2019-03-09 Thread Todd Fleisher
I've been having similar issues his week, though it's mainly high IO load/wait 
that is the issue. Also it's not been my primary nodes that recon with the 
outside world, but some of my secondary nodes that only peer internally. I've 
been restoring them by replacing the DB & PTree files/dirs from another node 
and that seems to do the trick for a period of time but I have already done it 
twice in the last few days so it's not really a sustainable approach.
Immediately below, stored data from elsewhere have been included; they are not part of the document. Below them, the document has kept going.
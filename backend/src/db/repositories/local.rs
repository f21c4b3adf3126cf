//! In-memory local repository implementation.
//!
//! Stores timelines, blocks, tasks and run records in maps guarded by a
//! single `parking_lot::RwLock`. Suitable for tests, local development and
//! single-process deployments.

use async_trait::async_trait;
use chrono::NaiveDate;
use log::debug;
use parking_lot::RwLock;
use std::collections::{HashMap, HashSet};
use std::sync::Arc;

use crate::db::models::RunRecord;
use crate::db::repository::*;
use crate::models::{
    Block, BlockId, EventAnchor, EventId, Task, TaskId, Timeline, TimelineId, TimelineInfo,
    TimelineSnapshot,
};

/// In-memory local repository.
///
/// Cloning is cheap and every clone shares the same data.
///
/// # Example
/// ```ignore
/// let repo = LocalRepository::new();
/// let timeline = repo.store_timeline(&snapshot).await?;
/// let tasks = repo.load_tasks(timeline.id).await?;
/// ```
#[derive(Clone)]
pub struct LocalRepository {
    data: Arc<RwLock<LocalData>>,
}

struct LocalData {
    timelines: HashMap<TimelineId, Timeline>,
    blocks: HashMap<BlockId, Block>,
    tasks: HashMap<TaskId, Task>,
    runs: HashMap<TimelineId, Vec<RunRecord>>,

    next_timeline_id: i64,
    next_event_id: i64,
    next_block_id: i64,
    next_task_id: i64,

    is_healthy: bool,
}

impl Default for LocalData {
    fn default() -> Self {
        Self {
            timelines: HashMap::new(),
            blocks: HashMap::new(),
            tasks: HashMap::new(),
            runs: HashMap::new(),
            next_timeline_id: 1,
            next_event_id: 1,
            next_block_id: 1,
            next_task_id: 1,
            is_healthy: true,
        }
    }
}

impl LocalData {
    fn timeline(&self, timeline_id: TimelineId, operation: &str) -> RepositoryResult<&Timeline> {
        self.timelines.get(&timeline_id).ok_or_else(|| {
            RepositoryError::not_found_with_context(
                format!("Timeline {} not found", timeline_id),
                ErrorContext::new(operation)
                    .with_entity("timeline")
                    .with_entity_id(timeline_id),
            )
        })
    }

    fn general_blocks(&self, timeline_id: TimelineId) -> HashSet<BlockId> {
        self.blocks
            .values()
            .filter(|b| b.timeline_id == timeline_id && b.is_general)
            .map(|b| b.id)
            .collect()
    }
}

impl LocalRepository {
    /// Create a new empty local repository.
    pub fn new() -> Self {
        Self {
            data: Arc::new(RwLock::new(LocalData::default())),
        }
    }

    /// Set the health status for testing connection failures.
    pub fn set_healthy(&self, healthy: bool) {
        self.data.write().is_healthy = healthy;
    }

    /// Clear all data from the repository.
    pub fn clear(&self) {
        let mut data = self.data.write();
        *data = LocalData {
            is_healthy: data.is_healthy,
            ..Default::default()
        };
    }

    pub fn timeline_count(&self) -> usize {
        self.data.read().timelines.len()
    }

    /// Any stored block, general blocks included.
    pub fn block(&self, block_id: BlockId) -> Option<Block> {
        self.data.read().blocks.get(&block_id).cloned()
    }

    /// Any stored task, tasks in general blocks included.
    pub fn task(&self, task_id: TaskId) -> Option<Task> {
        self.data.read().tasks.get(&task_id).cloned()
    }

    /// Edit a stored task in place, as a user would from the checklist.
    pub fn update_task(
        &self,
        task_id: TaskId,
        edit: impl FnOnce(&mut Task),
    ) -> RepositoryResult<()> {
        let mut data = self.data.write();
        let task = data.tasks.get_mut(&task_id).ok_or_else(|| {
            RepositoryError::not_found_with_context(
                format!("Task {} not found", task_id),
                ErrorContext::new("update_task")
                    .with_entity("task")
                    .with_entity_id(task_id),
            )
        })?;
        edit(task);
        Ok(())
    }

    fn check_health(&self) -> RepositoryResult<()> {
        if !self.data.read().is_healthy {
            return Err(RepositoryError::connection("Store is not healthy"));
        }
        Ok(())
    }
}

impl Default for LocalRepository {
    fn default() -> Self {
        Self::new()
    }
}

fn validate_snapshot(snapshot: &TimelineSnapshot) -> RepositoryResult<()> {
    let context = || ErrorContext::new("store_timeline").with_entity("timeline");

    let mut block_ids = HashSet::new();
    for block in &snapshot.blocks {
        if !block_ids.insert(block.id) {
            return Err(RepositoryError::validation_with_context(
                format!("Duplicate block id {}", block.id),
                context(),
            ));
        }
    }

    let mut task_ids = HashSet::new();
    for task in &snapshot.tasks {
        if !task_ids.insert(task.id) {
            return Err(RepositoryError::validation_with_context(
                format!("Duplicate task id {}", task.id),
                context(),
            ));
        }
        if !block_ids.contains(&task.block_id) {
            return Err(RepositoryError::validation_with_context(
                format!("Task {} references unknown block {}", task.id, task.block_id),
                context(),
            ));
        }
    }

    for task in &snapshot.tasks {
        if let Some(dep) = task.depends_on.iter().find(|d| !task_ids.contains(*d)) {
            return Err(RepositoryError::validation_with_context(
                format!("Task {} depends on unknown task {}", task.id, dep),
                context(),
            ));
        }
    }

    Ok(())
}

#[async_trait]
impl TimelineRepository for LocalRepository {
    async fn health_check(&self) -> RepositoryResult<bool> {
        Ok(self.data.read().is_healthy)
    }

    async fn list_timelines(&self) -> RepositoryResult<Vec<TimelineInfo>> {
        self.check_health()?;
        let data = self.data.read();
        let mut timelines: Vec<TimelineInfo> = data.timelines.values().map(TimelineInfo::from).collect();
        timelines.sort_by_key(|t| t.timeline_id);
        Ok(timelines)
    }

    async fn get_timeline(&self, timeline_id: TimelineId) -> RepositoryResult<Timeline> {
        self.check_health()?;
        let data = self.data.read();
        data.timeline(timeline_id, "get_timeline").cloned()
    }

    async fn load_event_anchor(&self, timeline_id: TimelineId) -> RepositoryResult<EventAnchor> {
        self.check_health()?;
        let data = self.data.read();
        Ok(data.timeline(timeline_id, "load_event_anchor")?.event.clone())
    }

    async fn load_blocks(&self, timeline_id: TimelineId) -> RepositoryResult<Vec<Block>> {
        self.check_health()?;
        let data = self.data.read();
        data.timeline(timeline_id, "load_blocks")?;

        let mut blocks: Vec<Block> = data
            .blocks
            .values()
            .filter(|b| b.timeline_id == timeline_id && !b.is_general)
            .cloned()
            .collect();
        blocks.sort_by_key(|b| (b.order, b.id));
        Ok(blocks)
    }

    async fn load_tasks(&self, timeline_id: TimelineId) -> RepositoryResult<Vec<Task>> {
        self.check_health()?;
        let data = self.data.read();
        data.timeline(timeline_id, "load_tasks")?;

        let general = data.general_blocks(timeline_id);
        let mut tasks: Vec<Task> = data
            .tasks
            .values()
            .filter(|t| t.timeline_id == timeline_id && !general.contains(&t.block_id))
            .cloned()
            .collect();
        tasks.sort_by_key(|t| t.id);
        Ok(tasks)
    }

    async fn store_timeline(&self, snapshot: &TimelineSnapshot) -> RepositoryResult<Timeline> {
        self.check_health()?;
        validate_snapshot(snapshot)?;

        let mut data = self.data.write();
        let timeline_id = TimelineId(data.next_timeline_id);
        data.next_timeline_id += 1;
        let event_id = EventId(data.next_event_id);
        data.next_event_id += 1;

        let mut block_map = HashMap::with_capacity(snapshot.blocks.len());
        for draft in &snapshot.blocks {
            let id = BlockId(data.next_block_id);
            data.next_block_id += 1;
            block_map.insert(draft.id, id);
            data.blocks.insert(
                id,
                Block {
                    id,
                    timeline_id,
                    key: draft.key.clone(),
                    title: draft.title.clone(),
                    order: draft.order,
                    is_general: draft.is_general,
                    start_date: None,
                    end_date: None,
                },
            );
        }

        let mut task_map = HashMap::with_capacity(snapshot.tasks.len());
        for draft in &snapshot.tasks {
            task_map.insert(draft.id, TaskId(data.next_task_id));
            data.next_task_id += 1;
        }

        for draft in &snapshot.tasks {
            let (Some(&id), Some(&block_id)) = (task_map.get(&draft.id), block_map.get(&draft.block_id))
            else {
                return Err(RepositoryError::internal("Snapshot id remapping failed"));
            };
            let depends_on = draft
                .depends_on
                .iter()
                .filter_map(|dep| task_map.get(dep).copied())
                .collect();
            data.tasks.insert(
                id,
                Task {
                    id,
                    timeline_id,
                    block_id,
                    title: draft.title.clone(),
                    weight: draft.weight,
                    is_skeleton: draft.is_skeleton,
                    locked: draft.locked,
                    due_date: draft.due_date,
                    depends_on,
                    overdue_on_original_plan: false,
                },
            );
        }

        let timeline = Timeline {
            id: timeline_id,
            title: snapshot.title.clone(),
            event: EventAnchor {
                event_id,
                date: snapshot.event_date,
                source_version: 1,
            },
            last_recalculated_at: None,
            scale_factor: None,
        };
        data.timelines.insert(timeline_id, timeline.clone());

        debug!(
            "Stored timeline {} with {} blocks and {} tasks",
            timeline_id,
            snapshot.blocks.len(),
            snapshot.tasks.len()
        );
        Ok(timeline)
    }

    async fn update_event_date(
        &self,
        timeline_id: TimelineId,
        date: Option<NaiveDate>,
        expected_version: Option<u64>,
        force: bool,
    ) -> RepositoryResult<EventAnchor> {
        self.check_health()?;
        let mut data = self.data.write();
        let Some(timeline) = data.timelines.get_mut(&timeline_id) else {
            return Err(RepositoryError::not_found_with_context(
                format!("Timeline {} not found", timeline_id),
                ErrorContext::new("update_event_date")
                    .with_entity("timeline")
                    .with_entity_id(timeline_id),
            ));
        };

        if let Some(expected) = expected_version {
            if expected != timeline.event.source_version && !force {
                return Err(RepositoryError::conflict_with_context(
                    format!(
                        "Event date changed since version {} (now {})",
                        expected, timeline.event.source_version
                    ),
                    ErrorContext::new("update_event_date")
                        .with_entity("timeline")
                        .with_entity_id(timeline_id),
                ));
            }
        }

        if timeline.event.date != date {
            timeline.event.date = date;
            timeline.event.source_version += 1;
        }
        Ok(timeline.event.clone())
    }
}

#[async_trait]
impl RecalculationRepository for LocalRepository {
    async fn persist_block_window(
        &self,
        block_id: BlockId,
        start_date: NaiveDate,
        end_date: NaiveDate,
    ) -> RepositoryResult<()> {
        self.check_health()?;
        let mut data = self.data.write();
        let block = data.blocks.get_mut(&block_id).ok_or_else(|| {
            RepositoryError::not_found_with_context(
                format!("Block {} not found", block_id),
                ErrorContext::new("persist_block_window")
                    .with_entity("block")
                    .with_entity_id(block_id),
            )
        })?;
        block.start_date = Some(start_date);
        block.end_date = Some(end_date);
        Ok(())
    }

    async fn persist_task_due_date(
        &self,
        task_id: TaskId,
        due_date: NaiveDate,
        overdue_on_original_plan: Option<bool>,
    ) -> RepositoryResult<()> {
        self.check_health()?;
        let mut data = self.data.write();
        let task = data.tasks.get_mut(&task_id).ok_or_else(|| {
            RepositoryError::not_found_with_context(
                format!("Task {} not found", task_id),
                ErrorContext::new("persist_task_due_date")
                    .with_entity("task")
                    .with_entity_id(task_id),
            )
        })?;
        task.due_date = Some(due_date);
        if let Some(flag) = overdue_on_original_plan {
            task.overdue_on_original_plan = flag;
        }
        Ok(())
    }

    async fn record_run_metadata(&self, record: &RunRecord) -> RepositoryResult<()> {
        self.check_health()?;
        let mut data = self.data.write();
        let Some(timeline) = data.timelines.get_mut(&record.timeline_id) else {
            return Err(RepositoryError::not_found_with_context(
                format!("Timeline {} not found", record.timeline_id),
                ErrorContext::new("record_run_metadata")
                    .with_entity("timeline")
                    .with_entity_id(record.timeline_id),
            ));
        };
        timeline.last_recalculated_at = Some(record.recorded_at);
        timeline.scale_factor = Some(record.scale_factor);
        data.runs
            .entry(record.timeline_id)
            .or_default()
            .push(record.clone());
        Ok(())
    }

    async fn list_run_records(&self, timeline_id: TimelineId) -> RepositoryResult<Vec<RunRecord>> {
        self.check_health()?;
        let data = self.data.read();
        data.timeline(timeline_id, "list_run_records")?;
        Ok(data.runs.get(&timeline_id).cloned().unwrap_or_default())
    }
}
I just 
haven't had time to dig deeper into it to try and determine why it is happening 
and/or how to better protect against it. 

Sent from the Fleishphone

> On Mar 8, 2019, at 19:22, Jeremy T. Bouse  wrote:
> 
> -BEGIN PGP SIGNED MESSAGE-
> Hash: SHA512
> 
>I don't know what is going on here with my cluster but I have 3 of 4
> nodes that absolutely perform as I would expect... They have 2 vCPU
> with 4GB RAM each along with an extra 50GB drive exclusively for SKS
> use under /var/lib/sks. The three behaving fine are my sks02, sks03
> and sks04 secondary nodes. My primary node on the other hand is
> another story. First I tried increasing it from 2 vCPU/4GB RAM like
> the others to 2 vCPU/8GB RAM and then 4 vCPU/8GB RAM without it making
> any change. I then built out a new physical server with a quad-core
> Xeon 2.4GHz processor and 4GB RAM and a dedicated 3TB RAID5 array and
> I'm seeing the same problem. SKS is constantly pegging the CPU at 100%
> and eating up nearly all the memory whether it's running on a virtual
> or physical. server. Recon service is working and I'm ingesting keys
> from peers and peering with my internal cluster nodes but everytime it
> goes into recon mode the node starts failing to respond as the CPU and
> RAM spike which then leads to the node being dropped from the pool as
> the stats page can't be hit before it times out.
> 
>I've been fighting with this for a several days now... Anyone else
> out there seeing this behavior or if not and have similar resourced
> servers care to share details to see if I'm missing something here.
> 
>The particulars are that all nodes are Debian 9.8 (Stretch) 64-bit.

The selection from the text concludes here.